Lactose, or milk sugar, is the major carbohydrate found in the milk of all mammals. Making up 2-8% of bovine milk solids by weight, the amount present varies depending on the cow's diet, the stage in the milking cycle (lactation), and the overall health of the animal (among other factors).
Also known as 4-O-Beta-D-galactopyranosyl-D-glucopyranose, lactose, (below), is classed as a disaccharide, that is, it's made up of equal amounts of two simple sugars, or monosaccharides, glucose and galactose. (In case you hadn't noticed, words ending in -ose typically describe sugars).
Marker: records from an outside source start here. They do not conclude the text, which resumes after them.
use async_trait::async_trait;
use reqwest::{StatusCode, header};
use std::time::Duration;

use crate::{
    commit::{CommitError, CommitService, ItemSource},
    config::AppConfig,
    gate::RouteTable,
    models::{CommitReceipt, CommitRequest, ErrorBody, ListableItem},
};

/// OnboardingClient
///
/// HTTP implementation of the Commit Service and the item source, for a wizard running outside
/// the server process. Redirects are not followed: a gate redirect is itself an answer (the
/// account was onboarded meanwhile, or the session lapsed).
#[derive(Clone)]
pub struct OnboardingClient {
    http: reqwest::Client,
    base_url: String,
    token: String,
    routes: RouteTable,
}

impl OnboardingClient {
    /// new
    ///
    /// `base_url` has no trailing slash (e.g. `http://127.0.0.1:3000`); `token` is the bearer
    /// token of the onboarding session; `routes` must match the server's gate configuration.
    pub fn new(
        base_url: impl Into<String>,
        token: impl Into<String>,
        routes: RouteTable,
        timeout: Duration,
    ) -> Result<Self, reqwest::Error> {
        let http = reqwest::Client::builder()
            .redirect(reqwest::redirect::Policy::none())
            .timeout(timeout)
            .build()?;

        Ok(Self {
            http,
            base_url: base_url.into(),
            token: token.into(),
            routes,
        })
    }

    /// Client for a server running with `config`: same route table, `commit_timeout` per request.
    pub fn from_config(
        base_url: impl Into<String>,
        token: impl Into<String>,
        config: &AppConfig,
    ) -> Result<Self, reqwest::Error> {
        Self::new(base_url, token, config.routes.clone(), config.commit_timeout)
    }

    fn url(&self, suffix: &str) -> String {
        format!(
            "{}{}{}",
            self.base_url,
            self.routes.onboarding_path.trim_end_matches('/'),
            suffix
        )
    }

    /// Translates a gate redirect into the commit taxonomy.
    fn redirect_error(&self, response: &reqwest::Response) -> CommitError {
        let location = response
            .headers()
            .get(header::LOCATION)
            .and_then(|value| value.to_str().ok())
            .unwrap_or_default();

        if location == self.routes.sign_in_path {
            CommitError::Transient("session is no longer valid, sign in again".to_string())
        } else {
            CommitError::Conflict
        }
    }
}

fn network_error(e: reqwest::Error) -> CommitError {
    if e.is_timeout() {
        CommitError::Transient("request timed out".to_string())
    } else {
        CommitError::Transient(e.to_string())
    }
}

#[async_trait]
impl CommitService for OnboardingClient {
    async fn commit(&self, request: CommitRequest) -> Result<CommitReceipt, CommitError> {
        let tenant_selection = match &request {
            CommitRequest::Tenant { tenant_selection } => Some(*tenant_selection),
            CommitRequest::Owner { .. } => None,
        };

        let response = self
            .http
            .post(self.url("/commit"))
            .bearer_auth(&self.token)
            .json(&request)
            .send()
            .await
            .map_err(network_error)?;

        let status = response.status();
        if status.is_success() {
            return response
                .json::<CommitReceipt>()
                .await
                .map_err(network_error);
        }
        if status.is_redirection() {
            return Err(self.redirect_error(&response));
        }

        match status {
            StatusCode::CONFLICT => Err(CommitError::Conflict),
            StatusCode::NOT_FOUND => Err(CommitError::NotFound(tenant_selection.unwrap_or_default())),
            StatusCode::BAD_REQUEST => {
                let body = response.json::<ErrorBody>().await.map_err(network_error)?;
                Err(CommitError::Validation {
                    field: body.field.unwrap_or_default(),
                    message: body.message,
                })
            }
            other => Err(CommitError::Transient(format!(
                "commit service answered {other}"
            ))),
        }
    }
}

#[async_trait]
impl ItemSource for OnboardingClient {
    async fn listable_items(&self) -> Result<Vec<ListableItem>, CommitError> {
        let response = self
            .http
            .get(self.url("/items"))
            .bearer_auth(&self.token)
            .send()
            .await
            .map_err(network_error)?;

        if response.status().is_redirection() {
            return Err(self.redirect_error(&response));
        }
        if !response.status().is_success() {
            return Err(CommitError::Transient(format!(
                "item source answered {}",
                response.status()
            )));
        }

        response
            .json::<Vec<ListableItem>>()
            .await
            .map_err(network_error)
    }
}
Cane or beet sugar (sucrose), another disaccharide, is made up of equal portions of glucose and fructose.
To further complicate matters, lactose comes in two forms or isomers- alpha and beta, the difference being based on where a particular hydrogen atom and a hydroxyl group (-OH, an oxygen with a hydrogen attached) on the glucose portion end up in relation to one another.
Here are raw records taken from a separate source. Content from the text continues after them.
use prop_agent::{
    AppState,
    config::{AppConfig, Env},
    create_router,
    repository::{PostgresRepository, RepositoryState},
};
use sqlx::postgres::PgPoolOptions;
use std::sync::Arc;
use tokio::net::TcpListener;
use tracing_subscriber::{layer::SubscriberExt, util::SubscriberInitExt};

/// main
///
/// Initializes configuration, logging, the database pool and the HTTP server.
#[tokio::main]
async fn main() {
    // 1. Configuration (fail-fast on missing production secrets).
    dotenv::dotenv().ok();
    let config = AppConfig::load();

    // 2. Logging: RUST_LOG wins, otherwise verbose defaults for this crate.
    let env_filter = tracing_subscriber::EnvFilter::try_from_default_env()
        .unwrap_or_else(|_| "prop_agent=debug,tower_http=info,axum=trace".into());

    match config.env {
        Env::Local => {
            tracing_subscriber::registry()
                .with(env_filter)
                .with(tracing_subscriber::fmt::layer().pretty())
                .init();
        }
        Env::Production => {
            // JSON lines for the log aggregator.
            tracing_subscriber::registry()
                .with(env_filter)
                .with(tracing_subscriber::fmt::layer().json())
                .init();
        }
    }

    tracing::info!("Application starting in {:?} mode", config.env);
    tracing::info!(
        sign_in = %config.routes.sign_in_path,
        onboarding = %config.routes.onboarding_path,
        home = %config.routes.home_path,
        "Access gate routes"
    );

    // 3. Database
    let pool = PgPoolOptions::new()
        .max_connections(5)
        .connect(&config.db_url)
        .await
        .expect("FATAL: Failed to connect to Postgres. Check DATABASE_URL.");

    let repo = Arc::new(PostgresRepository::new(pool)) as RepositoryState;

    // 4. Router and server
    let bind_addr = config.bind_addr.clone();
    let app = create_router(AppState { repo, config });

    let listener = TcpListener::bind(&bind_addr)
        .await
        .expect("FATAL: Failed to bind BIND_ADDR");

    tracing::info!("Listening on {}", bind_addr);
    tracing::info!("API Documentation (Swagger UI) available at: http://{}/swagger-ui", bind_addr);

    axum::serve(listener, app)
        .await
        .expect("FATAL: HTTP server terminated unexpectedly");
}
Interestingly, alpha and beta-lactose morph back and forth into one another due to a phenomenon called mutarotation. The rate of this see-sawing back and forth is influenced by a number of conditions including the concentration of lactose, the temperature and the acidity, or pH, of the milk. At room temperature, the ratio of isomers is about 40% alpha to 60% beta.
Another odd thing about lactose is that it's much less sweet than either of its two components, glucose and galactose. See below for a comparison:
The slightly sweeter taste of beta-lactose is likely due to it's higher solubility in water - it dissolves on the tongue more readily, but still ranks quite a bit lower than the next sweetest sugar, galactose. Both isomers of lactose play a big role in the pharmaceutical industry- in their solid form, they're often used as fillers or 'excipients' in tablets and capsules.
In order for lactose to be utilized as a food source, it must first be broken down into its two monosaccharides, which are firmly joined together by a bond called a Beta-(1,4) glucosidic linkage. The enzyme, lactase, produced by epithelial cells in the brush border (microvilli) of the small intestine, cleaves this scary-sounding connection quite nicely.
Unfortunately, lactose not broken down by lactase and absorbed will eventually reach the large intestine. Once there, the resident microbes will attack it, producing carbon dioxide, hydrogen, methane and lactic acid in the process. This can cause elevated water retention in the colon, which, coupled with the gases produced, can cause the unpleasant symptoms familiar to those who are lactose intolerant: flatulence, abdominal pain and diarrhea.
Lactose intolerance is big business, as any search for 'lactose' on Google will show, but many adults are unaware that they have a genetic variation which allows them to produce lactase in their intestines throughout life. Often, such people will react adversely to pasteurized dairy products and mistakenly assume they're lactose intolerant, when in actuality, they're reacting to allergenic, heat-denatured proteins and fat globules corrupted by the homogenization process.
A tasty alternative for these folks, and those of us not lucky enough to make our own lactase, is to try fermented, raw, grass-fed milk products like kefir and yogurt. The lactobacilli that give them their tangy taste consume most of the lactose and convert it to lactic acid, while boosting the nutrient content at the same time.